Thankyou everybody for the comments. It has been very helpful . It is Difficult when you can’t talk through difficulties with another person so this forum has helped put everything into perspective. We are one bubble household so I will go but leave at teatime. It s worth pointing out that I haven’t expressed this to my daughter but have been silently crying at home and trying to make sense of it all.

OP posts:
Nana12 · 24/12/2020 00:58

It’s me because I always help them and they are scared of his father. I’m always amenable and do things the way they want even paying for his daughters when we went to Spain, and paying for a bigger cottage in Devon so they could join us. It’s because I’m not selfish that I’ve been asked to leave early. They know I’ll agree which I have done. I’ve just been trying to come to terms with it by myself. They know nothing about my thoughts at this moment.

OP posts:
Lifeaintalwaysempty · 24/12/2020 01:17

This is such a difficult time for people living alone, I’m sorry. But also hard for families making difficult choices trying to please or accommodate relatives safely.
Please don’t feel unwelcome, they obviously want you there, but it’s clearly also important to son in law and his children that they see each other on the day, and that’s understandable too.
If you could, you’d feel better talking to your daughter, let her know you can’t wait to see her on the day, you understand the pressures of having to choose, but just that you’re feeling a little lonely this time of year with everything. Maybe they can shift timings a little so you could spend a bit more time with them.

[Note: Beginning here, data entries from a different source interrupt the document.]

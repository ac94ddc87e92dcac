use std::fmt::Display;

use serde::{Deserialize, Serialize};

use crate::{instruction::Instruction, token_accounts::ResolvedTokenAcc};

/// Tag attached to every instruction handed to transaction assembly
#[derive(Debug, Clone, Copy, PartialEq, Eq, Hash, Serialize, Deserialize)]
pub enum InstructionType {
    TokenAccSetup,
    AmmV4AddLiquidity,
    AmmV5AddLiquidity,
    AmmV4RemoveLiquidity,
    AmmV5RemoveLiquidity,
    TokenAccCleanup,
}

impl InstructionType {
    #[inline]
    pub const fn as_str(&self) -> &'static str {
        match self {
            Self::TokenAccSetup => "TokenAccSetup",
            Self::AmmV4AddLiquidity => "AmmV4AddLiquidity",
            Self::AmmV5AddLiquidity => "AmmV5AddLiquidity",
            Self::AmmV4RemoveLiquidity => "AmmV4RemoveLiquidity",
            Self::AmmV5RemoveLiquidity => "AmmV5RemoveLiquidity",
            Self::TokenAccCleanup => "TokenAccCleanup",
        }
    }
}

impl Display for InstructionType {
    #[inline]
    fn fmt(&self, f: &mut std::fmt::Formatter<'_>) -> std::fmt::Result {
        f.write_str(self.as_str())
    }
}

/// Instructions of a liquidity operation in execution order.
///
/// `instruction_types[i]` tags `instructions[i]`.
#[derive(Debug, Clone, Default, PartialEq, Eq, Serialize, Deserialize)]
#[serde(rename_all = "camelCase")]
pub struct LiquidityTx {
    pub instructions: Vec<Instruction>,
    pub instruction_types: Vec<InstructionType>,
}

/// Collects setup, liquidity and cleanup instructions,
/// emitted in that order by [`Self::build`]
#[derive(Debug, Clone, Default, PartialEq, Eq)]
pub struct TxBuilder {
    setup: Vec<Instruction>,
    main: Vec<(Instruction, InstructionType)>,
    cleanup: Vec<Instruction>,
}

impl TxBuilder {
    #[inline]
    pub fn new() -> Self {
        Self::default()
    }

    /// Queues the account's setup and cleanup instructions,
    /// returning its address
    pub fn add_token_acc(
        &mut self,
        ResolvedTokenAcc {
            address,
            setup,
            cleanup,
        }: ResolvedTokenAcc,
    ) -> [u8; 32] {
        self.setup.extend(setup);
        self.cleanup.extend(cleanup);
        address
    }

    pub fn add_ix(&mut self, ix: Instruction, ty: InstructionType) -> &mut Self {
        self.main.push((ix, ty));
        self
    }

    pub fn build(self) -> LiquidityTx {
        let Self {
            setup,
            main,
            cleanup,
        } = self;
        let (instructions, instruction_types) = setup
            .into_iter()
            .map(|ix| (ix, InstructionType::TokenAccSetup))
            .chain(main)
            .chain(
                cleanup
                    .into_iter()
                    .map(|ix| (ix, InstructionType::TokenAccCleanup)),
            )
            .unzip();
        LiquidityTx {
            instructions,
            instruction_types,
        }
    }
}
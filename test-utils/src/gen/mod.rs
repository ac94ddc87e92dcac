mod common;
mod reserves;

pub use common::*;
pub use reserves::*;
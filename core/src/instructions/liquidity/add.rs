use ammliq_amm_core::instructions::liquidity::add::{
    AddLiqStableIxAccs, AddLiqStandardIxAccs, AddLiquidityIxArgs as AddLiquidityIxDataArgs,
    AddLiquidityIxData, NewAddLiqStableIxAccsBuilder, NewAddLiqStandardIxAccsBuilder,
    ADD_LIQ_STABLE_IX_IS_SIGNER, ADD_LIQ_STABLE_IX_IS_WRITER, ADD_LIQ_STANDARD_IX_IS_SIGNER,
    ADD_LIQ_STANDARD_IX_IS_WRITER,
};

use crate::{
    err::LiqIxErr,
    typedefs::{
        base_quote::{BaseQuote, Side},
        pool_variant::PoolVariant,
    },
};

use super::{IxKeys, VariantAccs};

pub type AddLiquidityIxAccs<T> = VariantAccs<AddLiqStandardIxAccs<T>, AddLiqStableIxAccs<T>>;

pub type AddLiquidityIxKeysOwned = AddLiquidityIxAccs<[u8; 32]>;

pub type AddLiquidityIxAccFlags = AddLiquidityIxAccs<bool>;

impl AddLiquidityIxKeysOwned {
    pub fn new(
        variant: PoolVariant,
        IxKeys {
            amm,
            market,
            user,
            token_program,
            model_data,
        }: IxKeys<'_>,
    ) -> Self {
        match variant {
            PoolVariant::Standard => Self::Standard(
                NewAddLiqStandardIxAccsBuilder::start()
                    .with_token_program(*token_program)
                    .with_amm(amm.id)
                    .with_amm_authority(amm.authority)
                    .with_amm_open_orders(amm.open_orders)
                    .with_amm_target_orders(amm.target_orders)
                    .with_lp_mint(amm.lp_mint)
                    .with_base_vault(amm.base_vault)
                    .with_quote_vault(amm.quote_vault)
                    .with_market(market.id)
                    .with_user_base(user.base_token_acc)
                    .with_user_quote(user.quote_token_acc)
                    .with_user_lp(user.lp_token_acc)
                    .with_owner(user.owner)
                    .with_market_event_queue(market.event_queue)
                    .build(),
            ),
            PoolVariant::Stable => Self::Stable(
                NewAddLiqStableIxAccsBuilder::start()
                    .with_token_program(*token_program)
                    .with_amm(amm.id)
                    .with_amm_authority(amm.authority)
                    .with_amm_open_orders(amm.open_orders)
                    .with_amm_target_orders(amm.target_orders)
                    .with_lp_mint(amm.lp_mint)
                    .with_base_vault(amm.base_vault)
                    .with_quote_vault(amm.quote_vault)
                    .with_model_data(*model_data)
                    .with_market(market.id)
                    .with_user_base(user.base_token_acc)
                    .with_user_quote(user.quote_token_acc)
                    .with_user_lp(user.lp_token_acc)
                    .with_owner(user.owner)
                    .with_market_event_queue(market.event_queue)
                    .build(),
            ),
        }
    }

    #[inline]
    pub const fn to_is_writer(&self) -> AddLiquidityIxAccFlags {
        match self {
            Self::Standard(_) => VariantAccs::Standard(ADD_LIQ_STANDARD_IX_IS_WRITER),
            Self::Stable(_) => VariantAccs::Stable(ADD_LIQ_STABLE_IX_IS_WRITER),
        }
    }

    #[inline]
    pub const fn to_is_signer(&self) -> AddLiquidityIxAccFlags {
        match self {
            Self::Standard(_) => VariantAccs::Standard(ADD_LIQ_STANDARD_IX_IS_SIGNER),
            Self::Stable(_) => VariantAccs::Stable(ADD_LIQ_STABLE_IX_IS_SIGNER),
        }
    }
}

#[derive(Debug, Clone, Copy, PartialEq, Eq, Hash)]
pub struct AddLiquidityIxArgs {
    pub program_id: [u8; 32],
    pub data: AddLiquidityIxDataArgs,
    pub accs: AddLiquidityIxKeysOwned,
}

impl AddLiquidityIxArgs {
    /// `amounts` are the max amounts to deposit. The side at `fixed_side`
    /// is deposited exactly.
    pub fn try_new(
        variant: PoolVariant,
        keys: IxKeys<'_>,
        amounts: BaseQuote<u64>,
        fixed_side: Side,
    ) -> Result<Self, LiqIxErr> {
        if amounts.base == 0 {
            return Err(LiqIxErr::ZeroAmount {
                field: "base_amount_in",
            });
        }
        if amounts.quote == 0 {
            return Err(LiqIxErr::ZeroAmount {
                field: "quote_amount_in",
            });
        }
        Ok(Self {
            program_id: keys.amm.program_id,
            data: AddLiquidityIxDataArgs {
                base_amount_in: amounts.base,
                quote_amount_in: amounts.quote,
                fixed_side: fixed_side.into(),
            },
            accs: AddLiquidityIxKeysOwned::new(variant, keys),
        })
    }

    #[inline]
    pub const fn to_ix_data(&self) -> AddLiquidityIxData {
        AddLiquidityIxData::new(self.data)
    }
}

Or maybe you’ll just feel better with a bit of reassurance that you’re very much wanted on the day.

Rubybluesy · 24/12/2020 01:24

Many people will be spending the day alone this year it's not the end of the world

TwnklTwnklLittleStarfighter · 24/12/2020 01:33

@Nana12 I think they are treating you horribly and it sounds like they take advantage of you.

Living well is the best revenge, so enjoy your time there but make sure you have a bloody good time when you get back home too! Glass of wine, nice music turned up loud, read a book while having a leisurely bath. Pamper yourself and enjoy the peace and quite while they are probably arguing and sick of each other.

Nana12 · 24/12/2020 01:44

It is also worth pointing out that I have given them money to pay for the Christmas food. Not the booze though because I don’t drink.